(DATA FOR THIS EXERCISE Opens)

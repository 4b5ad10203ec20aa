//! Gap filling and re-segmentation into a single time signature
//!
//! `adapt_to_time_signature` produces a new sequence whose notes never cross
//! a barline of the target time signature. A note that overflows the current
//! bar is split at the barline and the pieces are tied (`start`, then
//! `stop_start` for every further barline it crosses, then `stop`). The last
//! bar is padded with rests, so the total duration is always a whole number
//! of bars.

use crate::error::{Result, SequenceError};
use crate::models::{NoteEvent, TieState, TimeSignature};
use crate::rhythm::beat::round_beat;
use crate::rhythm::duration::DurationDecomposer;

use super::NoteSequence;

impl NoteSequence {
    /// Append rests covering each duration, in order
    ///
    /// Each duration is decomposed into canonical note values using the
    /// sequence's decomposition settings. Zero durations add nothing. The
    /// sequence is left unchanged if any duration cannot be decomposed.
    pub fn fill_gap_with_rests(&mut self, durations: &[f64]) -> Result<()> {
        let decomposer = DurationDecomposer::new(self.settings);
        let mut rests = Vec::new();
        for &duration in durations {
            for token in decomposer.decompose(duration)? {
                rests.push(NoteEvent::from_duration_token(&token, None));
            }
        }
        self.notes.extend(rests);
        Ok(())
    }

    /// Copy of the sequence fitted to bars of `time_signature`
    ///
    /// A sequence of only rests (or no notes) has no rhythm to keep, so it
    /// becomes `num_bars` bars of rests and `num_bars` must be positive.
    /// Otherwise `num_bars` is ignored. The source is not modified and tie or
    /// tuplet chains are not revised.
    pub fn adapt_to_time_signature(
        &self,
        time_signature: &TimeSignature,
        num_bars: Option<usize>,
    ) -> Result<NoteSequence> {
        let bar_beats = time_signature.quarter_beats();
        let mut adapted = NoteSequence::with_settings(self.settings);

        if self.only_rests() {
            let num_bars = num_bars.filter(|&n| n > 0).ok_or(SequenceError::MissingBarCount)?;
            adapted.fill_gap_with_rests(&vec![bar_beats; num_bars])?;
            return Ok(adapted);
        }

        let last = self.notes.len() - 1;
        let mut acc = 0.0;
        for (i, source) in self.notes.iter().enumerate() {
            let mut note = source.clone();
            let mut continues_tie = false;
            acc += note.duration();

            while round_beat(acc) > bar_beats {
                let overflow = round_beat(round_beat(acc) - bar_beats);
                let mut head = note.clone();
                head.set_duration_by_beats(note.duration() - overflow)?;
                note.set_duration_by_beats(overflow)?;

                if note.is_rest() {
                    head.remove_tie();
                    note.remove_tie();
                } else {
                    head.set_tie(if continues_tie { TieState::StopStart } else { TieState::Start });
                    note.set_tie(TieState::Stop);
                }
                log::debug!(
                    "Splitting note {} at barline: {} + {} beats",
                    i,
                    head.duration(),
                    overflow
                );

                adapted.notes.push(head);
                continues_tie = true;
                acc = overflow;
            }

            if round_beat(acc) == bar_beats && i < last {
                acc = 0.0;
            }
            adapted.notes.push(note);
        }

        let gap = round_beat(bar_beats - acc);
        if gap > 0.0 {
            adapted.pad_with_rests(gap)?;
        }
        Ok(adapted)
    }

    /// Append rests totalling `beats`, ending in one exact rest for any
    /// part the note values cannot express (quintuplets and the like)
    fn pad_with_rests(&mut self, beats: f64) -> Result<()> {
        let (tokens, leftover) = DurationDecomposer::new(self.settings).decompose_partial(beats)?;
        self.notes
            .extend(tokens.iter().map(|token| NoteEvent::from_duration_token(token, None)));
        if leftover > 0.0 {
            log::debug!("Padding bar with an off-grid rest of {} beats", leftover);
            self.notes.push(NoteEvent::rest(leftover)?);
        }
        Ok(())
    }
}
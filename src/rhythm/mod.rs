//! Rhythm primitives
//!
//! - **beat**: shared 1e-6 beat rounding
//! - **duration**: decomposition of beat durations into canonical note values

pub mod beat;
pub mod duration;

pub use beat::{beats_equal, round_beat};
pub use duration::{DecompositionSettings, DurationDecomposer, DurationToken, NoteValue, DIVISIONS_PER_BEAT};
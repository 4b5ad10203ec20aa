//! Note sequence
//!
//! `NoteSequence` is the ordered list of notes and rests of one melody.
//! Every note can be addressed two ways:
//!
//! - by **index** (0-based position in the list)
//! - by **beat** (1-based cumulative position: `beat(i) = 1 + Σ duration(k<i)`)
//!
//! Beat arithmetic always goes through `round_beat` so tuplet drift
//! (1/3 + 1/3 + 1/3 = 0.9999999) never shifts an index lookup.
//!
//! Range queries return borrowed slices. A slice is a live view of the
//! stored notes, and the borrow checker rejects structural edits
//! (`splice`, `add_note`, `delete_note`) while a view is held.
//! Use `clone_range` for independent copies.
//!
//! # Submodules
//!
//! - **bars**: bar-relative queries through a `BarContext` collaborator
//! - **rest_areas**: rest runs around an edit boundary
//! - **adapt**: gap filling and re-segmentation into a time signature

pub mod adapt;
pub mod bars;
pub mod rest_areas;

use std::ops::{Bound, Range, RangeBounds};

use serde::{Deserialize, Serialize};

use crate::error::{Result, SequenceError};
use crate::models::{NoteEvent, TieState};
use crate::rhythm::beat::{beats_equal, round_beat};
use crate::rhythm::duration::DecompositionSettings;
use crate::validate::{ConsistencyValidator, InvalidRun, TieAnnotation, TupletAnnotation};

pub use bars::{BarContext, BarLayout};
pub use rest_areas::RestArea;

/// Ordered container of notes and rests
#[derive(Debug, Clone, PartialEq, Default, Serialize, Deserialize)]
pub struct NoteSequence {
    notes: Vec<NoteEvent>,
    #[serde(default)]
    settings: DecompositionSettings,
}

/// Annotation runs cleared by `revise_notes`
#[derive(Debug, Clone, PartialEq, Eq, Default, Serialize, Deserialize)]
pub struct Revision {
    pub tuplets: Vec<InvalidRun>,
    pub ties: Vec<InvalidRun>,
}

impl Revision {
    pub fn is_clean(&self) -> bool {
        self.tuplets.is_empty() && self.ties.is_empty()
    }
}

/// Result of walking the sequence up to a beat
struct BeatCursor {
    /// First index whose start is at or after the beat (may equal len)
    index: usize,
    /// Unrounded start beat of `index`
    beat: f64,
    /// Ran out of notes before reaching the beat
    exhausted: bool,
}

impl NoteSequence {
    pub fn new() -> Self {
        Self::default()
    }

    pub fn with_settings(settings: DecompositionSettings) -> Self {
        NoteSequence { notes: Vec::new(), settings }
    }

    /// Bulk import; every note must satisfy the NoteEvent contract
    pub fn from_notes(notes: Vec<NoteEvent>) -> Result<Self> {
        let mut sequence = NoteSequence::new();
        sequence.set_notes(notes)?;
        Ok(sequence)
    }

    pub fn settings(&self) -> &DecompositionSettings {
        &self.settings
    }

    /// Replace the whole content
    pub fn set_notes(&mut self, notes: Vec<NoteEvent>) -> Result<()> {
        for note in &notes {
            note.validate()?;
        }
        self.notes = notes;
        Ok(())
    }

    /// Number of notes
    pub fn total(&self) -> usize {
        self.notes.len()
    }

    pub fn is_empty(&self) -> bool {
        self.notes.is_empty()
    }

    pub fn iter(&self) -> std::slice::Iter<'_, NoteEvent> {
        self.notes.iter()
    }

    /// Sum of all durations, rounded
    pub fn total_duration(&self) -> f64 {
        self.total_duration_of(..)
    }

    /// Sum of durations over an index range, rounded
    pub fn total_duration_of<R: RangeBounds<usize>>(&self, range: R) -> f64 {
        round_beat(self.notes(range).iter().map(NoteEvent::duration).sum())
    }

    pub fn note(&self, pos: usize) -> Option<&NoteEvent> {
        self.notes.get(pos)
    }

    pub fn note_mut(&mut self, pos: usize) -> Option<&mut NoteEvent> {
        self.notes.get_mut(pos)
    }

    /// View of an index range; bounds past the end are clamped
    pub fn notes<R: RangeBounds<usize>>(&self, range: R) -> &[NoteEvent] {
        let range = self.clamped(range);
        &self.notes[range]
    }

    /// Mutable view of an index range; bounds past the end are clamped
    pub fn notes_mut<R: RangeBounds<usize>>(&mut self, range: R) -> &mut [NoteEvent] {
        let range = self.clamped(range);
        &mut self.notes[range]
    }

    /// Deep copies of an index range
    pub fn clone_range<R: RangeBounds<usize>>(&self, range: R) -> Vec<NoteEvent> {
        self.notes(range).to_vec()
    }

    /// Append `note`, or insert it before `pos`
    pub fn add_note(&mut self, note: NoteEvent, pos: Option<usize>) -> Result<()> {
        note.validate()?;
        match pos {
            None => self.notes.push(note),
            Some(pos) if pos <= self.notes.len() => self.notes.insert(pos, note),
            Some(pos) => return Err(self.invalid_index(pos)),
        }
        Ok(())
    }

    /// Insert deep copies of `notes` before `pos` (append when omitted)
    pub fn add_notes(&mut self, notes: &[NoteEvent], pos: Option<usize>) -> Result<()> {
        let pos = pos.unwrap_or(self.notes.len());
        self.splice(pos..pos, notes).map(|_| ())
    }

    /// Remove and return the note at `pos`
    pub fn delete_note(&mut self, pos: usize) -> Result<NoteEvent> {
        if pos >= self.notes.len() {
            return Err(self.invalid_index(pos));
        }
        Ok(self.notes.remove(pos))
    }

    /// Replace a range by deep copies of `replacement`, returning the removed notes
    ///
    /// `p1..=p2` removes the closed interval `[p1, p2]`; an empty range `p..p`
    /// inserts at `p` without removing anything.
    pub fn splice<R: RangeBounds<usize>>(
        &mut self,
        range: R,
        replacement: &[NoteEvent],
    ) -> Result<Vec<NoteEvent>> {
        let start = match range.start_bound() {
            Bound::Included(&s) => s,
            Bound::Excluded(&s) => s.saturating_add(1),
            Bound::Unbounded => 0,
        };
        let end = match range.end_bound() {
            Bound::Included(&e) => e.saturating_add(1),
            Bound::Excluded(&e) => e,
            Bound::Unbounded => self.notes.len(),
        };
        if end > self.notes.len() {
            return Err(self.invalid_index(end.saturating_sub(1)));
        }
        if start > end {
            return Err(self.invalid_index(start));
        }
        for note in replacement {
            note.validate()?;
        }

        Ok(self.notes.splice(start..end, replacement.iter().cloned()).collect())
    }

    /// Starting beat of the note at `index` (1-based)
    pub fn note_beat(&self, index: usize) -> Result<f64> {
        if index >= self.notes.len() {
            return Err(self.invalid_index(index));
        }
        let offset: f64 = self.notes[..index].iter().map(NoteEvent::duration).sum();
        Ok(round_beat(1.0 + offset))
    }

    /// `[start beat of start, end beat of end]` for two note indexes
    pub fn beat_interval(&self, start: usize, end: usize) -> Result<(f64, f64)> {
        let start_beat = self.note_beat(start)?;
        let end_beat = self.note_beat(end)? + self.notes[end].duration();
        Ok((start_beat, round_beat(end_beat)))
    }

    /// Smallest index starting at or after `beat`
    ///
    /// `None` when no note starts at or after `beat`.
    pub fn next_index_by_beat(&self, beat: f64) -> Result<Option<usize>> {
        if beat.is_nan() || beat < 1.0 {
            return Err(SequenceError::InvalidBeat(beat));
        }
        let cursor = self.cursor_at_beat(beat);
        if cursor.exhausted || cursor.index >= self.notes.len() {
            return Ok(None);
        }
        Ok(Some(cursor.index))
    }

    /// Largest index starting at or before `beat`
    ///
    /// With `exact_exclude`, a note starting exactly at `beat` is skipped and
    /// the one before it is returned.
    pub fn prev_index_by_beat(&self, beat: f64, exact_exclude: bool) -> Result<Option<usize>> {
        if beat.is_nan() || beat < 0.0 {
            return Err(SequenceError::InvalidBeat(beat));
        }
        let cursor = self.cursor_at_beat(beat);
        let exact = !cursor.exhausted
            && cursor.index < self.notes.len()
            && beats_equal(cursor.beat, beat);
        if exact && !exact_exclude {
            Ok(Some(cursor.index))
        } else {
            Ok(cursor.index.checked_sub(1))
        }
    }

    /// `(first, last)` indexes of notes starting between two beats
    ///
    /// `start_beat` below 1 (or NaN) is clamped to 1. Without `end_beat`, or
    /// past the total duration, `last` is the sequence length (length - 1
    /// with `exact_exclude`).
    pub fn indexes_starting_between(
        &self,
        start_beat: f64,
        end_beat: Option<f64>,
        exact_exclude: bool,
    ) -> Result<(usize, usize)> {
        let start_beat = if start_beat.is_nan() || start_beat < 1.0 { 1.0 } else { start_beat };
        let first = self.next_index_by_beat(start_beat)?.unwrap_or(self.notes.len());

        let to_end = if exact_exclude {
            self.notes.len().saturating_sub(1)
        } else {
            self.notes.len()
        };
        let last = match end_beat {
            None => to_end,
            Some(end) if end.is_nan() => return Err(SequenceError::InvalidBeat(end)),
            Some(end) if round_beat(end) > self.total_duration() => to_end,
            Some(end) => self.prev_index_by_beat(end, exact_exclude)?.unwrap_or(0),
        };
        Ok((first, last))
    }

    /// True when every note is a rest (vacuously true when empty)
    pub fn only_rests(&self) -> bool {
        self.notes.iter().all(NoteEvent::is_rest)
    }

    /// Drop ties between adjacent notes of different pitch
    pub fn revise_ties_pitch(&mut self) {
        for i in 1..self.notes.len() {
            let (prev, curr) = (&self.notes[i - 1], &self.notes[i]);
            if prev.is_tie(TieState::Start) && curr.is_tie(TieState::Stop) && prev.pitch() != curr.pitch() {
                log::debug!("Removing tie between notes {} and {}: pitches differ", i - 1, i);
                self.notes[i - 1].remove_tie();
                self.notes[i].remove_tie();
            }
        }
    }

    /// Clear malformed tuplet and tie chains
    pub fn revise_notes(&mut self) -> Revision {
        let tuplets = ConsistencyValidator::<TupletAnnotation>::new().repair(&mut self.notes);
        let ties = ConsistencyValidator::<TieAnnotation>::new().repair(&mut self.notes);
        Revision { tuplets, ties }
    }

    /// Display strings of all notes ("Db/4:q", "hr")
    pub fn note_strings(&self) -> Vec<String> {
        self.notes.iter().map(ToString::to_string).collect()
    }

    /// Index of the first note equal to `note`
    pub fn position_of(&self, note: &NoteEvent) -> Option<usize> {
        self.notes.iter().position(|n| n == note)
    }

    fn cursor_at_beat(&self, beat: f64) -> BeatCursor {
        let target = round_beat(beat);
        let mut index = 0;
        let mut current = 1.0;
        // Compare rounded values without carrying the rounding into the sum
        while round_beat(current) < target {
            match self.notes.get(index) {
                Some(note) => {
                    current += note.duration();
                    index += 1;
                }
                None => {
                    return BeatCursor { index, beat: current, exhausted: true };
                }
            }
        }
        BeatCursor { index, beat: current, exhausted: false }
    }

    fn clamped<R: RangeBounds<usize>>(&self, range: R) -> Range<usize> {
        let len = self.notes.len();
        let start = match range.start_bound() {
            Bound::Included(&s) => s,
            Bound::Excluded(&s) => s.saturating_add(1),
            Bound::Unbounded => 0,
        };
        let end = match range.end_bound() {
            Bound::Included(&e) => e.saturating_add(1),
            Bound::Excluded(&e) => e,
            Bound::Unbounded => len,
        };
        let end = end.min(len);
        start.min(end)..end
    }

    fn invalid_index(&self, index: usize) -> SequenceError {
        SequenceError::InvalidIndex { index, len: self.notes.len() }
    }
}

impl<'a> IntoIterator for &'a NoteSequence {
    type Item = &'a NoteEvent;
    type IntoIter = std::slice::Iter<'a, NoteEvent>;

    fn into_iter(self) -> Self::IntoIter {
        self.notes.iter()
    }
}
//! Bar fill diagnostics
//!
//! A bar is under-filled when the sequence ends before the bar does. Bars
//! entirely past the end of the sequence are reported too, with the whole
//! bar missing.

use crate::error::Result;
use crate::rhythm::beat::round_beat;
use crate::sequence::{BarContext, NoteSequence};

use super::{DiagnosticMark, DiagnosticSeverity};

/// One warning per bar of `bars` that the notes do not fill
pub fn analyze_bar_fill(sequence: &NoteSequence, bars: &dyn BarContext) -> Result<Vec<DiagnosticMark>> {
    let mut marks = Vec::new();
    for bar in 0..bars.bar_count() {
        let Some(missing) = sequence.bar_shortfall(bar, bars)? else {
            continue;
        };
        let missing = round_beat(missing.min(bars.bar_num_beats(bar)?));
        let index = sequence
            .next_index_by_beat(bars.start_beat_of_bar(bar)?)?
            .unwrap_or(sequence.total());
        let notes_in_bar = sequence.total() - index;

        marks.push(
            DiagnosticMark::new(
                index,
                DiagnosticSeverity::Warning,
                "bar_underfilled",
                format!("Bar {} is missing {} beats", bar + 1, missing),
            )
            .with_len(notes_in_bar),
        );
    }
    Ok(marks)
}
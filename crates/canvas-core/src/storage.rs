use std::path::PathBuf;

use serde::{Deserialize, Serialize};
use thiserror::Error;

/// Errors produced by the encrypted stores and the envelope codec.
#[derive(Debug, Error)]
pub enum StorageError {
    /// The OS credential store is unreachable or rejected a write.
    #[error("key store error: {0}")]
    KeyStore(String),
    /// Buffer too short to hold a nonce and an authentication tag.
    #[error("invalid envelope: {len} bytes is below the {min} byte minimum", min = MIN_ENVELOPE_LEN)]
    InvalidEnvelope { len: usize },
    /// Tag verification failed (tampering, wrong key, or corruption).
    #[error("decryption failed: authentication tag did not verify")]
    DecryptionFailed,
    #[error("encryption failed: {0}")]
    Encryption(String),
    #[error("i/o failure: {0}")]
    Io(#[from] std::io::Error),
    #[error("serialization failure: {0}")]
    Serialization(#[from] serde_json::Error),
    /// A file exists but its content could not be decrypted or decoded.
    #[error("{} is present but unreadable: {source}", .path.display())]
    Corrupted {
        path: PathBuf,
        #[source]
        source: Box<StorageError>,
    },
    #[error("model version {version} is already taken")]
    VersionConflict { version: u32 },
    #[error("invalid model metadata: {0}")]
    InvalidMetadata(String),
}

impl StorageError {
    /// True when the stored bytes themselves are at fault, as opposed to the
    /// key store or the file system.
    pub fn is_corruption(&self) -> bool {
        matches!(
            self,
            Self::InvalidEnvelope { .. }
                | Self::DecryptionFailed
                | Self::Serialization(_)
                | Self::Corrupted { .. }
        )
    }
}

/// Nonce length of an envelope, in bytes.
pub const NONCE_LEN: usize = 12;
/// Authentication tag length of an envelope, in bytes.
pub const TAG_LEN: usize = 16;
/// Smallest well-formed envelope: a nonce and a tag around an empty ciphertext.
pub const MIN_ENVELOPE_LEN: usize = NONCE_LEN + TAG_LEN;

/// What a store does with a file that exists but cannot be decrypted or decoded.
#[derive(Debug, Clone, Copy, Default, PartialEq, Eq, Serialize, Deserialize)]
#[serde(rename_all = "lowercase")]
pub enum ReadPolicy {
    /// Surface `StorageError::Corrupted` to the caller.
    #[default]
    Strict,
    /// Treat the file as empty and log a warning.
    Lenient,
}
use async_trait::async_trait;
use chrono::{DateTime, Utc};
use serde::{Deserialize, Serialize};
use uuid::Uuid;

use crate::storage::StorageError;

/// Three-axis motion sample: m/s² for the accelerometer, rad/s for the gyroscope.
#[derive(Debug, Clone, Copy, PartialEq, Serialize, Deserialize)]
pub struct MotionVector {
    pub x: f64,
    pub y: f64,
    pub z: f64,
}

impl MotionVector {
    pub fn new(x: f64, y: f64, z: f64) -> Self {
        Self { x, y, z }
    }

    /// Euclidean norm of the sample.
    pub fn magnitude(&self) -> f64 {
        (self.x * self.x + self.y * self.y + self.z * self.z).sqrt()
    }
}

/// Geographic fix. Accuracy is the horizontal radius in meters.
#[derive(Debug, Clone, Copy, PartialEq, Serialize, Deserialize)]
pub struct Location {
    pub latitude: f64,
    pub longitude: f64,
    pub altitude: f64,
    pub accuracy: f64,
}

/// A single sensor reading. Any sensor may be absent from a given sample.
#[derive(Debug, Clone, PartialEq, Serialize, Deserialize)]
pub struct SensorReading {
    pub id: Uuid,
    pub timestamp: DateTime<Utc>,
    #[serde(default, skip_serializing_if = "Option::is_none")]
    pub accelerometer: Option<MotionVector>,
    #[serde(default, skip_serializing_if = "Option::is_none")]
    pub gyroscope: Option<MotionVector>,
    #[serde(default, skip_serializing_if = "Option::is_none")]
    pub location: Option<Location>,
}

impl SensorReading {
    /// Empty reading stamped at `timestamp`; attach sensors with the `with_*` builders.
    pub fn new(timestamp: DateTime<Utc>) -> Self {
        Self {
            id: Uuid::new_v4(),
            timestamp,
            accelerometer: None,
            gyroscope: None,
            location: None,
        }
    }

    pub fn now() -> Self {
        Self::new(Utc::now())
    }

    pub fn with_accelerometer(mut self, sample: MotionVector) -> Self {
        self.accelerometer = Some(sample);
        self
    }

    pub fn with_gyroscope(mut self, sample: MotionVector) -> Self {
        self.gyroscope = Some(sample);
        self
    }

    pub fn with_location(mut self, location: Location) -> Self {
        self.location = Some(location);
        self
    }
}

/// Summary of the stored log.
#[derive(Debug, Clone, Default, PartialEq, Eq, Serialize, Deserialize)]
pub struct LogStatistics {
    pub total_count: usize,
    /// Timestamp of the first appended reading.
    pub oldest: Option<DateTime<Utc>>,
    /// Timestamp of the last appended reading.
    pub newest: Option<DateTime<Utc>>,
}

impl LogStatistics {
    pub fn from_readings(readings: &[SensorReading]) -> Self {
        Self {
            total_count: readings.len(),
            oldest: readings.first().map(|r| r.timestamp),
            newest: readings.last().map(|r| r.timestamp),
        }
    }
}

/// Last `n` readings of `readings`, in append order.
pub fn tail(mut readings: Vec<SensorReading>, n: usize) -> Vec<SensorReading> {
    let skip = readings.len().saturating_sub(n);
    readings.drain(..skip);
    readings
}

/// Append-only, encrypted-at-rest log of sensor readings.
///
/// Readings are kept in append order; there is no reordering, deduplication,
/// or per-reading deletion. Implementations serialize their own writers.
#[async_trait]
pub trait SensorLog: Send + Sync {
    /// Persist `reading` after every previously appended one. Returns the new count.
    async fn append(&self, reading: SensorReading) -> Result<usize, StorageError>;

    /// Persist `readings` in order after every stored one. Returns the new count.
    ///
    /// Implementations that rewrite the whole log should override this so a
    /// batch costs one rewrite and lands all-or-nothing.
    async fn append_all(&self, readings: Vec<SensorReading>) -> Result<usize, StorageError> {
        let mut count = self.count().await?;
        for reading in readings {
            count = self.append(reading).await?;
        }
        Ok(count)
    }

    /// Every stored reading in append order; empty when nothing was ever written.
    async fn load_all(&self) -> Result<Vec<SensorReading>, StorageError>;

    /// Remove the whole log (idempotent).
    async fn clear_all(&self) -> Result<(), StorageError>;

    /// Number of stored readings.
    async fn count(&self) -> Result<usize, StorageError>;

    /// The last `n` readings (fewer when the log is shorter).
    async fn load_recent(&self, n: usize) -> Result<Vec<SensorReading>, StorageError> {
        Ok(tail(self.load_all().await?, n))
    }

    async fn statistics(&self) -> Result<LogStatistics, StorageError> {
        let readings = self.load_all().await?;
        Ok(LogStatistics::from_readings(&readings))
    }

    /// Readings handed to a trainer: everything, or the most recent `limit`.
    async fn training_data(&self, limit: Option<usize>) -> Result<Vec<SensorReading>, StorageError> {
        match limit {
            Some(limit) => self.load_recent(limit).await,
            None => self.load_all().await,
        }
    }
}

(DATA FOR THIS EXERCISE Closes)

— TASK TO COMPLETE —
Filtering the entries above by the word "slice", copy each line that matches.

— RESPONSE —
//! Range queries return borrowed slices. A slice is a live view of the
    pub fn iter(&self) -> std::slice::Iter<'_, NoteEvent> {
    type IntoIter = std::slice::Iter<'a, NoteEvent>;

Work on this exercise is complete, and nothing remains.